Latin Courses at IWU

Why Study Latin?

 Latin is the language that was spoken by the ancient Romans.  As the Romans extended their empire throughout the Mediterranean, the Latin language spread.  By the time of Julius Caesar, Latin was spoken in Italy, France, and Spain.  Classical Latin—the language spoken by Caesar and Mark Antony—is now considered a "dead" language.  That is, it is no longer spoken by a particular group of people.  However, many living languages, such as Spanish, Italian and French, evolved from classical Latin, so that Latin lives on in these daughter languages.  These languages are called "Romance" languages, precisely because they developed from the language spoken by the Romans.

Ten Reasons Why You Should Study Latin

1. You should study Latin if you have any interest in classical literature.  A translation of the Aeneid can give you only a second-hand idea of what Vergil was trying to communicate; to fully appreciate the poem, you must read it in the language in which Vergil wrote it.

2. You should study Latin if you are interested in the English language and want to improve your vocabulary.  Although English did not develop directly from Latin, English speakers borrowed many words from Latin.  Some of these we use every day  ("peninsula," "university") while others ("egregious," "immaculate," "inference") are less common but no less integral to a strong vocabulary.

3. You should study Latin if you are interested in medicine, nursing, or law.  Many medical terms and almost all legal terms are Latin words.  Knowing the Latin meaning of "lateral" and non compos mentis will give you a competitive edge in these fields.

4. You should study Latin if you are interested in a Romance language.  Many words in these languages are little changed from classical Latin. For example, the Spanish word for "boss" (patrone) is a direct descendant of the Latin word patronus, which roughly translates as "political patron."

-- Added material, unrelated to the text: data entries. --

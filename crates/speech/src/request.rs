use aria_core::ErrorEnvelope;
use axum::Json;
use axum::body::Body;
use axum::response::IntoResponse;
use serde::de::DeserializeOwned;

/// Extractor for JSON request bodies
///
/// Rejections are rendered as the standard error envelope so callers see
/// one error shape everywhere.
pub struct ExtractPayload<T>(pub T);

/// Body limit for speech requests (1 MiB)
const BODY_LIMIT_BYTES: usize = 1 << 20;

static APPLICATION_JSON: http::HeaderValue = http::HeaderValue::from_static("application/json");

impl<S, T: DeserializeOwned> axum::extract::FromRequest<S> for ExtractPayload<T>
where
    S: Send + Sync,
{
    type Rejection = axum::response::Response;

    async fn from_request(request: http::Request<Body>, _state: &S) -> Result<Self, Self::Rejection> {
        let (parts, body) = request.into_parts();

        let is_json = parts
            .headers
            .get(http::header::CONTENT_TYPE)
            .is_some_and(|value| {
                value == APPLICATION_JSON
                    || value
                        .to_str()
                        .is_ok_and(|value| value.trim_start().starts_with("application/json"))
            });

        if !is_json {
            return Err(reject(
                http::StatusCode::UNSUPPORTED_MEDIA_TYPE,
                "Unsupported Content-Type, expected: 'Content-Type: application/json'",
            ));
        }

        let bytes = axum::body::to_bytes(body, BODY_LIMIT_BYTES).await.map_err(|err| {
            if std::error::Error::source(&err)
                .is_some_and(|source| source.is::<http_body_util::LengthLimitError>())
            {
                reject(
                    http::StatusCode::PAYLOAD_TOO_LARGE,
                    format!("Request body is too large, limit is {BODY_LIMIT_BYTES} bytes"),
                )
            } else {
                reject(
                    http::StatusCode::BAD_REQUEST,
                    format!("Failed to read request body: {err}"),
                )
            }
        })?;

        let payload = serde_json::from_slice::<T>(&bytes)
            .map_err(|e| reject(http::StatusCode::BAD_REQUEST, format!("Failed to parse request body: {e}")))?;

        Ok(Self(payload))
    }
}

fn reject(status: http::StatusCode, message: impl Into<String>) -> axum::response::Response {
    let envelope = ErrorEnvelope::from_parts(message, "invalid_request_error");
    (status, Json(envelope)).into_response()
}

5. You should study Latin if you want to know more about life in ancient Rome.  There is no real English equivalent for Latin words like forum, patronus, and imperator.  When you learn these Latin words, you also learn about the Roman political and social realities behind them.  Language is an integral part of culture, so by learning Latin, you will learn about Roman culture and society.

6. You should study Latin if you want a mental challenge.  Latin grammar is complex, and reading a Latin sentence can be like fitting the pieces of a puzzle together.  People who enjoy math and music usually enjoy Latin because it requires some of the same intellectual skills as these disciplines.

7. You should study Latin if you are interested in early music and sacred music.  Anyone who has studied two semesters of Latin will be able to understand the Renaissance masses and Gregorian chants sung by groups such as the Tallis Scholars and Anonymous Four.

8. You should study Latin if you have a serious interest in ancient or medieval history, since prestigious graduate programs in these fields require their students to do research in Latin.

9. You should study Latin if you want a liberal education.  Latin and Greek traditionally formed the core of a liberal education, which was so named because only "free" ("liberal" from liber, meaning "free") people could afford to study disciplines that did not teach them a trade but which enriched their minds.

10. You should study Latin because in these practical times, it’s just a little bit rebellious.

Latin Courses at IWU

Latin 101, 102 Beginning Latin

Latin 101 is for students with no prior knowledge of Latin. Fundamentals of Latin grammar, supplemented by brief readings from simple Latin texts.  Introduction to Roman culture and society.  Prereq. for 102 is 101. Students with 3 years of HS Latin should take the placement test to determine the correct course. Latin 101, 102, 201 are offered in a continuous loop.   

Latin 201: Intermediate Latin (LA)

Introduces students to intermediate Latin prose through the study of three works selected from the genres of oratory, history, and letters.  Authors may include Nepos, Cicero, Sallust, and Pliny the Younger.  Inludes study of the authors' carers and cultural milieu of the works as well as Latin grammar and vocabulary. Prerequisite: Latin 102 or equivalent.

Latin 399: Independent Study

Readings from selected Latin authors at the 4th semester level and beyond. Choice of text is made by the student in consultation with the instructor. Offered by permission. Prerequisite: Latin  201 or equivalent.